→ **Instructions for the task**
Only an exact repetition of every entry counts as the answer.

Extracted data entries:

//! Terminal keyboard input via crossterm.

use std::time::Duration;

use crossterm::event::{self, Event, KeyCode, KeyEvent, KeyEventKind, KeyModifiers};
use tracing::warn;

use super::{InputPoll, InputSource, Intent};

/// Map a key event to an intent. Only presses count, so holding a key down
/// (terminal auto-repeat) or releasing it never produces another jump.
pub fn map_key(key: KeyEvent) -> Option<Intent> {
    if key.kind != KeyEventKind::Press {
        return None;
    }
    match key.code {
        KeyCode::Char('c') if key.modifiers.contains(KeyModifiers::CONTROL) => Some(Intent::Quit),
        KeyCode::Char(' ') | KeyCode::Up | KeyCode::Enter => Some(Intent::Jump),
        KeyCode::Char('q') | KeyCode::Char('Q') | KeyCode::Esc => Some(Intent::Quit),
        KeyCode::Char('g') | KeyCode::Char('G') => Some(Intent::ToggleControlMode),
        KeyCode::Char('c') | KeyCode::Char('C') => Some(Intent::SwitchInputDevice),
        _ => None,
    }
}

/// Drains every pending terminal event without blocking.
#[derive(Debug, Default)]
pub struct KeyboardInput;

impl KeyboardInput {
    pub fn new() -> Self {
        Self
    }

    fn drain(&mut self, out: &mut Vec<Intent>) -> std::io::Result<()> {
        while event::poll(Duration::ZERO)? {
            if let Event::Key(key) = event::read()? {
                out.extend(map_key(key));
            }
        }
        Ok(())
    }
}

impl InputSource for KeyboardInput {
    fn poll(&mut self) -> InputPoll {
        let mut intents = Vec::new();
        if let Err(e) = self.drain(&mut intents) {
            warn!("keyboard read failed: {e}");
        }
        InputPoll {
            intents,
            downgrade: false,
        }
    }
}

→ **Written answer**
//! Terminal keyboard input via crossterm.

use std::time::Duration;

use crossterm::event::{self, Event, KeyCode, KeyEvent, KeyEventKind, KeyModifiers};
use tracing::warn;

use super::{InputPoll, InputSource, Intent};

/// Map a key event to an intent. Only presses count, so holding a key down
/// (terminal auto-repeat) or releasing it never produces another jump.
pub fn map_key(key: KeyEvent) -> Option<Intent> {
    if key.kind != KeyEventKind::Press {
        return None;
    }
    match key.code {
        KeyCode::Char('c') if key.modifiers.contains(KeyModifiers::CONTROL) => Some(Intent::Quit),
        KeyCode::Char(' ') | KeyCode::Up | KeyCode::Enter => Some(Intent::Jump),
        KeyCode::Char('q') | KeyCode::Char('Q') | KeyCode::Esc => Some(Intent::Quit),
        KeyCode::Char('g') | KeyCode::Char('G') => Some(Intent::ToggleControlMode),
        KeyCode::Char('c') | KeyCode::Char('C') => Some(Intent::SwitchInputDevice),
        _ => None,
    }
}

/// Drains every pending terminal event without blocking.
#[derive(Debug, Default)]
pub struct KeyboardInput;

impl KeyboardInput {
    pub fn new() -> Self {
        Self
    }

    fn drain(&mut self, out: &mut Vec<Intent>) -> std::io::Result<()> {
        while event::poll(Duration::ZERO)? {
            if let Event::Key(key) = event::read()? {
                out.extend(map_key(key));
            }
        }
        Ok(())
    }
}

impl InputSource for KeyboardInput {
    fn poll(&mut self) -> InputPoll {
        let mut intents = Vec::new();
        if let Err(e) = self.drain(&mut intents) {
            warn!("keyboard read failed: {e}");
        }
        InputPoll {
            intents,
            downgrade: false,
        }
    }
}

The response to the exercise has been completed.